If I have figured one thing out, as both a father and a teacher, is that one of the most important things we can teach children is personal responsibility. This is also one of the most difficult things to teach. It is difficult because we want our children and our students to be successful. We want to help them through their challenges and their struggles. We want to be there for them and we want to have fun with them. Teaching personal responsibility usually involves consequences, lectures, punishments, and usually anger, at least in my house. We have to be the “bad guy”, the person who dispenses the consequence, the one who hold them accountable. It isn’t easy to teach personal responsibility but it is important. Our children need us to teach them this “lesson” or they won’t know how to function when we aren’t around to help them and they won’t be able to make good decisions if they never experience consequences.
I have come to realize in these first couple weeks of school that this is the most important “lesson” my oldest son will learn this year in fifth-grade (I shared my fears about the fifth-grade a couple of weeks ago). My son isn’t a “homework guy”. He doesn’t like homework, he gets easily frustrated when working on his homework, and he tries to delay homework every chance he gets. Now that he is in fifth-grade though and the amount of homework he receives each night has increased significantly, he simply doesn’t have time for the delays and the complaining. Unfortunately, he is learning this the hard way.
Although we are only a few short weeks into the school year, my wife and I have already been given every homework excuse under the sun, from I forgot my planner and don’t know what to do to I forgot my folder with my worksheet in it, too I don’t really have any homework. None of these excuses matter though because my wife and I are standing firm in our quest to teach him personal responsibility. Gone are the days of calling a classmate to find out what math problems need to be done. Gone are the days of running over to a friend’s house to make a copy of a missing worksheet or to borrow a forgotten text book. It is time to learn the lesson of personal responsibility.
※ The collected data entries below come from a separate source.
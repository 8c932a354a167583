//! Core geometry types for navigation map layers
//!
//! This module contains the fundamental primitives used throughout the
//! compiler: vectors, vertices, triangles, linestrips, polygons, label
//! quads and the layer containers that tie them together.

use serde::{Deserialize, Serialize};

/// A 2D vector / point.
#[derive(Debug, Clone, Copy, Default, PartialEq, Serialize, Deserialize)]
pub struct Vec2 {
    pub x: f32,
    pub y: f32,
}

impl Vec2 {
    pub const fn new(x: f32, y: f32) -> Self {
        Vec2 { x, y }
    }
}

impl std::ops::Add for Vec2 {
    type Output = Vec2;
    fn add(self, rhs: Vec2) -> Vec2 {
        Vec2::new(self.x + rhs.x, self.y + rhs.y)
    }
}

impl std::ops::Sub for Vec2 {
    type Output = Vec2;
    fn sub(self, rhs: Vec2) -> Vec2 {
        Vec2::new(self.x - rhs.x, self.y - rhs.y)
    }
}

impl std::ops::Mul<f32> for Vec2 {
    type Output = Vec2;
    fn mul(self, s: f32) -> Vec2 {
        Vec2::new(self.x * s, self.y * s)
    }
}

/// A 3D vector / point. The compiler works in the XY plane; z is carried
/// through untouched so elevated geometry survives compilation.
#[derive(Debug, Clone, Copy, Default, PartialEq, Serialize, Deserialize)]
pub struct Vec3 {
    pub x: f32,
    pub y: f32,
    pub z: f32,
}

impl Vec3 {
    pub const fn new(x: f32, y: f32, z: f32) -> Self {
        Vec3 { x, y, z }
    }

    pub fn xy(self) -> Vec2 {
        Vec2::new(self.x, self.y)
    }

    pub fn dot(self, rhs: Vec3) -> f32 {
        self.x * rhs.x + self.y * rhs.y + self.z * rhs.z
    }

    pub fn length_sq(self) -> f32 {
        self.dot(self)
    }

    pub fn length(self) -> f32 {
        self.length_sq().sqrt()
    }

    /// Returns the normalized vector, or the vector unchanged if its
    /// length is zero.
    pub fn normalized(self) -> Vec3 {
        let len_sq = self.length_sq();
        if len_sq > 0.0 {
            self * (1.0 / len_sq.sqrt())
        } else {
            self
        }
    }
}

impl std::ops::Add for Vec3 {
    type Output = Vec3;
    fn add(self, rhs: Vec3) -> Vec3 {
        Vec3::new(self.x + rhs.x, self.y + rhs.y, self.z + rhs.z)
    }
}

impl std::ops::Sub for Vec3 {
    type Output = Vec3;
    fn sub(self, rhs: Vec3) -> Vec3 {
        Vec3::new(self.x - rhs.x, self.y - rhs.y, self.z - rhs.z)
    }
}

impl std::ops::Mul<f32> for Vec3 {
    type Output = Vec3;
    fn mul(self, s: f32) -> Vec3 {
        Vec3::new(self.x * s, self.y * s, self.z * s)
    }
}

/// A 3x3 matrix used to transform texture coordinates. Stored row-major.
#[derive(Debug, Clone, Copy, PartialEq, Serialize, Deserialize)]
pub struct Mat3 {
    pub m: [[f32; 3]; 3],
}

impl Mat3 {
    pub const IDENTITY: Mat3 = Mat3 {
        m: [[1.0, 0.0, 0.0], [0.0, 1.0, 0.0], [0.0, 0.0, 1.0]],
    };

    /// Transforms a 2D point treated as the homogeneous vector (x, y, 1),
    /// dropping the resulting third component.
    pub fn transform_uv(&self, u: f32, v: f32) -> Vec2 {
        Vec2::new(
            self.m[0][0] * u + self.m[0][1] * v + self.m[0][2],
            self.m[1][0] * u + self.m[1][1] * v + self.m[1][2],
        )
    }
}

impl Default for Mat3 {
    fn default() -> Self {
        Mat3::IDENTITY
    }
}

/// A renderable vertex: 3D position plus texture coordinate.
#[derive(Debug, Clone, Copy, Default, PartialEq, Serialize, Deserialize)]
pub struct Vertex {
    pub position: Vec3,
    pub texcoord: Vec2,
}

/// Indices of a single triangle into a vertex array.
#[derive(Debug, Clone, Copy, PartialEq, Eq, Serialize, Deserialize)]
pub struct Triangle {
    pub a: u32,
    pub b: u32,
    pub c: u32,
}

impl Triangle {
    pub const fn new(a: u32, b: u32, c: u32) -> Self {
        Triangle { a, b, c }
    }
}

/// Topology endpoint identifier value meaning "not part of the road
/// network" (e.g. unclassified segments).
pub const NO_TOPOLOGY_ID: i32 = -1;

/// An ordered polyline over shared vertices, tagged with the topology
/// identifiers of its two endpoints and a functional road class.
#[derive(Debug, Clone, PartialEq, Eq, Serialize, Deserialize)]
pub struct Linestrip {
    pub start_id: i32,
    pub end_id: i32,
    pub func_class: i32,
    pub indices: Vec<u32>,
}

impl Linestrip {
    /// Total length of the polyline in the XY plane.
    pub fn length(&self, coordinates: &[Vertex]) -> f32 {
        self.indices
            .windows(2)
            .map(|w| {
                let a = coordinates[w[0] as usize].position;
                let b = coordinates[w[1] as usize].position;
                (b - a).length()
            })
            .sum()
    }
}

/// A single closed ring of vertex indices.
#[derive(Debug, Clone, Default, PartialEq, Eq, Serialize, Deserialize)]
pub struct Polygon {
    pub indices: Vec<u32>,
}

/// An outer ring plus inner rings. Inner rings are carried for
/// completeness but triangulation only uses the outer ring.
#[derive(Debug, Clone, Default, PartialEq, Eq, Serialize, Deserialize)]
pub struct MultiPolygon {
    pub polygons: Vec<Polygon>,
}

/// A vertex of a screen-space aligned label quad. The anchor `origin` is
/// the pivot the renderer expands the quad around; `word_index` and
/// `height_index` place the glyph within its word, `u`/`v` address the
/// glyph atlas.
#[derive(Debug, Clone, Copy, Default, PartialEq, Serialize, Deserialize)]
pub struct QuadVertex {
    pub origin: Vec2,
    pub word_index: i8,
    pub height_index: i8,
    pub u: u8,
    pub v: u8,
}

/// A named point of interest, produced by the importer and consumed by
/// the sign converter (external, see the crate docs).
#[derive(Debug, Clone, PartialEq, Serialize, Deserialize)]
pub struct Sign {
    pub position: Vec2,
    pub name: String,
}

/// A street name attached to a linestrip by index.
#[derive(Debug, Clone, PartialEq, Eq, Serialize, Deserialize)]
pub struct Text {
    pub linestrip: u32,
    pub name: String,
}

/// Container for every kind of index-based primitive a layer can hold.
#[derive(Debug, Clone, Default, Serialize, Deserialize)]
pub struct IndexSet {
    pub linestrips: Vec<Linestrip>,
    pub polygons: Vec<Polygon>,
    pub multipolygons: Vec<MultiPolygon>,
    pub triangles: Vec<Triangle>,
    pub points: Vec<u32>,
    pub signs: Vec<Sign>,
    pub texts: Vec<Text>,
    pub quad_triangles: Vec<Triangle>,
}

impl IndexSet {
    pub fn is_empty(&self) -> bool {
        self.linestrips.is_empty()
            && self.polygons.is_empty()
            && self.triangles.is_empty()
            && self.points.is_empty()
            && self.quad_triangles.is_empty()
            && self.texts.is_empty()
    }

    pub fn primitive_count(&self) -> usize {
        self.linestrips.len()
            + self.polygons.len()
            + self.triangles.len()
            + self.points.len()
            + self.quad_triangles.len()
            + self.texts.len()
    }
}

/// A navigation map layer: bounding box, the vertex array shared by all
/// primitives, the label quad vertices and the index set. Produced by an
/// importer or deserialized from the binary layer format; compilation
/// replaces its contents in place per operation.
#[derive(Debug, Clone, Default, Serialize, Deserialize)]
pub struct MapLayer {
    pub bounding_box: super::BoundingBox2D,
    pub coordinates: Vec<Vertex>,
    pub quad_vertices: Vec<QuadVertex>,
    pub index_set: IndexSet,
}
//! Ear-clipping polygon triangulation
//!
//! Triangulates simple, non-self-intersecting rings by iteratively
//! clipping convex vertices ("ears") with no other ring vertex inside
//! the candidate triangle. Rings are normalized to counter-clockwise
//! winding via their signed area before clipping. Degenerate or
//! self-intersecting rings make the routine fail instead of looping;
//! callers skip the offending polygon and continue their batch.

use anyhow::{bail, Result};

use crate::geometry::{MultiPolygon, Polygon, Triangle, Vec3, Vertex};

/// Convexity epsilon for the ear test.
const EAR_EPSILON: f32 = 1e-10;

/// Signed area of a ring in the XY plane. Positive for counter-clockwise
/// winding, negative for clockwise; correct in absolute value either way.
pub fn polygon_area(coordinates: &[Vertex], polygon: &Polygon) -> f32 {
    let n = polygon.indices.len();
    let mut area = 0.0;
    for q in 0..n {
        let p = (q + n - 1) % n;
        let pp = coordinates[polygon.indices[p] as usize].position;
        let pq = coordinates[polygon.indices[q] as usize].position;
        area += pp.x * pq.y - pp.y * pq.x;
    }
    area * 0.5
}

/// Inclusive point-in-triangle test via barycentric sign agreement.
fn point_in_triangle(a: Vec3, b: Vec3, c: Vec3, p: Vec3) -> bool {
    let sa = (c.x - b.x) * (p.y - b.y) - (c.y - b.y) * (p.x - b.x);
    let sb = (b.x - a.x) * (p.y - a.y) - (b.y - a.y) * (p.x - a.x);
    let sc = (a.x - c.x) * (p.y - c.y) - (a.y - c.y) * (p.x - c.x);
    sa >= 0.0 && sb >= 0.0 && sc >= 0.0
}

/// Tests whether the ring triple (u, v, w) forms an ear: the corner must
/// be convex and no remaining ring vertex may lie inside the triangle.
fn is_ear(coordinates: &[Vertex], u: usize, v: usize, w: usize, ring: &[u32]) -> bool {
    let a = coordinates[ring[u] as usize].position;
    let b = coordinates[ring[v] as usize].position;
    let c = coordinates[ring[w] as usize].position;

    if (b.x - a.x) * (c.y - a.y) - (b.y - a.y) * (c.x - a.x) < EAR_EPSILON {
        return false;
    }

    for p in 0..ring.len() {
        if p == u || p == v || p == w {
            continue;
        }
        if point_in_triangle(a, b, c, coordinates[ring[p] as usize].position) {
            return false;
        }
    }

    true
}

/// Triangulates a simple, non-self-intersecting polygon, appending the
/// resulting triangles (indexing into `coordinates`) to `triangles`.
///
/// Fails for rings with fewer than 3 indices and for rings on which ear
/// clipping makes no progress within two full scans, which indicates a
/// degenerate or self-intersecting ring.
pub fn triangulate_polygon(
    coordinates: &[Vertex],
    polygon: &Polygon,
    triangles: &mut Vec<Triangle>,
) -> Result<()> {
    let num_vertices = polygon.indices.len();
    if num_vertices < 3 {
        bail!("polygon has fewer than 3 vertices");
    }

    // The ring must be counter-clockwise; reverse the index order if the
    // signed area says otherwise.
    let mut ring: Vec<u32> = if polygon_area(coordinates, polygon) > 0.0 {
        polygon.indices.clone()
    } else {
        polygon.indices.iter().rev().copied().collect()
    };

    // Clipping an ear makes progress; a full scan without one means the
    // ring is degenerate. The counter is reset after every clipped ear.
    let mut loop_counter = ring.len() * 2;

    let mut v = ring.len() - 1;
    while ring.len() > 2 {
        if loop_counter == 0 {
            bail!("no ear found, ring is degenerate or self-intersecting");
        }
        loop_counter -= 1;

        let n = ring.len();
        let u = v % n;
        v = (u + 1) % n;
        let w = (v + 1) % n;

        if is_ear(coordinates, u, v, w, &ring) {
            triangles.push(Triangle::new(ring[u], ring[v], ring[w]));
            ring.remove(v);
            loop_counter = ring.len() * 2;
        }
    }

    Ok(())
}

/// Triangulates the exterior ring of a multi-ring shape. Inner rings are
/// not triangulated; see the module docs for the hole handling caveat.
pub fn triangulate_multipolygon(
    coordinates: &[Vertex],
    multipolygon: &MultiPolygon,
    triangles: &mut Vec<Triangle>,
) -> Result<()> {
    let Some(outer) = multipolygon.polygons.first() else {
        bail!("multipolygon has no rings");
    };
    triangulate_polygon(coordinates, outer, triangles)
}

#[cfg(test)]
mod tests {
    use super::*;
    use crate::geometry::Vec2;

    fn vertex(x: f32, y: f32) -> Vertex {
        Vertex {
            position: Vec3::new(x, y, 0.0),
            texcoord: Vec2::default(),
        }
    }

    fn ring(points: &[(f32, f32)]) -> (Vec<Vertex>, Polygon) {
        let coordinates: Vec<Vertex> = points.iter().map(|&(x, y)| vertex(x, y)).collect();
        let polygon = Polygon {
            indices: (0..points.len() as u32).collect(),
        };
        (coordinates, polygon)
    }

    fn triangle_area(coordinates: &[Vertex], t: &Triangle) -> f32 {
        let a = coordinates[t.a as usize].position;
        let b = coordinates[t.b as usize].position;
        let c = coordinates[t.c as usize].position;
        0.5 * ((b.x - a.x) * (c.y - a.y) - (b.y - a.y) * (c.x - a.x)).abs()
    }

    fn total_area(coordinates: &[Vertex], triangles: &[Triangle]) -> f32 {
        triangles.iter().map(|t| triangle_area(coordinates, t)).sum()
    }

    #[test]
    fn test_square_two_triangles() {
        let (coordinates, polygon) = ring(&[(0.0, 0.0), (4.0, 0.0), (4.0, 4.0), (0.0, 4.0)]);
        let mut triangles = Vec::new();
        triangulate_polygon(&coordinates, &polygon, &mut triangles).unwrap();
        assert_eq!(triangles.len(), 2);
        assert!((total_area(&coordinates, &triangles) - 16.0).abs() < 1e-4);
    }

    #[test]
    fn test_triangle_count_is_n_minus_2() {
        // Concave L-shape with 6 vertices
        let (coordinates, polygon) = ring(&[
            (0.0, 0.0),
            (2.0, 0.0),
            (2.0, 1.0),
            (1.0, 1.0),
            (1.0, 2.0),
            (0.0, 2.0),
        ]);
        let mut triangles = Vec::new();
        triangulate_polygon(&coordinates, &polygon, &mut triangles).unwrap();
        assert_eq!(triangles.len(), polygon.indices.len() - 2);
        assert!((total_area(&coordinates, &triangles) - 3.0).abs() < 1e-4);
    }

    #[test]
    fn test_reversed_winding_same_area() {
        let points = [(0.0, 0.0), (3.0, 0.0), (3.0, 2.0), (1.5, 3.0), (0.0, 2.0)];
        let (coordinates, polygon) = ring(&points);
        let reversed = Polygon {
            indices: polygon.indices.iter().rev().copied().collect(),
        };

        let mut forward = Vec::new();
        let mut backward = Vec::new();
        triangulate_polygon(&coordinates, &polygon, &mut forward).unwrap();
        triangulate_polygon(&coordinates, &reversed, &mut backward).unwrap();

        assert_eq!(forward.len(), backward.len());
        let area_fwd = total_area(&coordinates, &forward);
        let area_bwd = total_area(&coordinates, &backward);
        assert!((area_fwd - area_bwd).abs() < 1e-4);

        // Same vertex set in both triangulations
        let mut used_fwd: Vec<u32> = forward.iter().flat_map(|t| [t.a, t.b, t.c]).collect();
        let mut used_bwd: Vec<u32> = backward.iter().flat_map(|t| [t.a, t.b, t.c]).collect();
        used_fwd.sort_unstable();
        used_fwd.dedup();
        used_bwd.sort_unstable();
        used_bwd.dedup();
        assert_eq!(used_fwd, used_bwd);
    }

    #[test]
    fn test_too_few_vertices_fails() {
        let (coordinates, _) = ring(&[(0.0, 0.0), (1.0, 0.0)]);
        let polygon = Polygon { indices: vec![0, 1] };
        let mut triangles = Vec::new();
        assert!(triangulate_polygon(&coordinates, &polygon, &mut triangles).is_err());
    }

    #[test]
    fn test_degenerate_ring_fails_instead_of_looping() {
        // All points collinear: no ear can ever be clipped
        let (coordinates, polygon) = ring(&[(0.0, 0.0), (1.0, 0.0), (2.0, 0.0), (3.0, 0.0)]);
        let mut triangles = Vec::new();
        assert!(triangulate_polygon(&coordinates, &polygon, &mut triangles).is_err());
    }

    #[test]
    fn test_multipolygon_uses_outer_ring_only() {
        let (mut coordinates, outer) = ring(&[(0.0, 0.0), (4.0, 0.0), (4.0, 4.0), (0.0, 4.0)]);
        // Inner ring (hole) which must be ignored
        let base = coordinates.len() as u32;
        coordinates.extend([vertex(1.0, 1.0), vertex(2.0, 1.0), vertex(2.0, 2.0)]);
        let multipolygon = MultiPolygon {
            polygons: vec![
                outer,
                Polygon {
                    indices: vec![base, base + 1, base + 2],
                },
            ],
        };
        let mut triangles = Vec::new();
        triangulate_multipolygon(&coordinates, &multipolygon, &mut triangles).unwrap();
        assert_eq!(triangles.len(), 2);
        assert!(triangles.iter().all(|t| t.a < base && t.b < base && t.c < base));
    }

    #[test]
    fn test_empty_multipolygon_fails() {
        let multipolygon = MultiPolygon::default();
        let mut triangles = Vec::new();
        assert!(triangulate_multipolygon(&[], &multipolygon, &mut triangles).is_err());
    }

    #[test]
    fn test_matches_earcut_area_on_simple_ring() {
        let points = [
            (0.0f32, 0.0f32),
            (4.0, 0.0),
            (5.0, 2.0),
            (4.0, 4.0),
            (2.0, 5.0),
            (0.0, 4.0),
            (-1.0, 2.0),
        ];
        let (coordinates, polygon) = ring(&points);
        let mut triangles = Vec::new();
        triangulate_polygon(&coordinates, &polygon, &mut triangles).unwrap();

        let flat: Vec<f64> = points.iter().flat_map(|&(x, y)| [x as f64, y as f64]).collect();
        let earcut_indices = earcutr::earcut(&flat, &[], 2).unwrap();
        assert_eq!(triangles.len() * 3, earcut_indices.len());

        let earcut_area: f64 = earcut_indices
            .chunks(3)
            .map(|t| {
                let (ax, ay) = (flat[t[0] * 2], flat[t[0] * 2 + 1]);
                let (bx, by) = (flat[t[1] * 2], flat[t[1] * 2 + 1]);
                let (cx, cy) = (flat[t[2] * 2], flat[t[2] * 2 + 1]);
                0.5 * ((bx - ax) * (cy - ay) - (by - ay) * (cx - ax)).abs()
            })
            .sum();
        assert!((total_area(&coordinates, &triangles) as f64 - earcut_area).abs() < 1e-3);
    }
}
Now this process has been painful for both my son and for me. I want to see him succeed and I want him to get good grades. I don’t want to see him get points taken off for turning assignments in late. I don’t want him to have to go to study hall after school to finish his homework from the night before. More importantly, I don’t want to be the one who has to give him additional consequences for low grades (don’t get me wrong, he won’t get consequences for a low grade if he is giving 100% effort, which at the moment he isn’t). I don’t want to take away extra-curricular activities and I don’t want to make him miserable. This is the role I have to play right now though! Even though he gets mad at me and thinks I am being unreasonable, I have to do it because he has to learn the lesson now or things will only get worse when he enters middle school.
Fortunately, my wife agrees with me, as does my son’s teachers. Fifth grade is going to be a difficult for my son, but he will learn the importance of personal responsibility.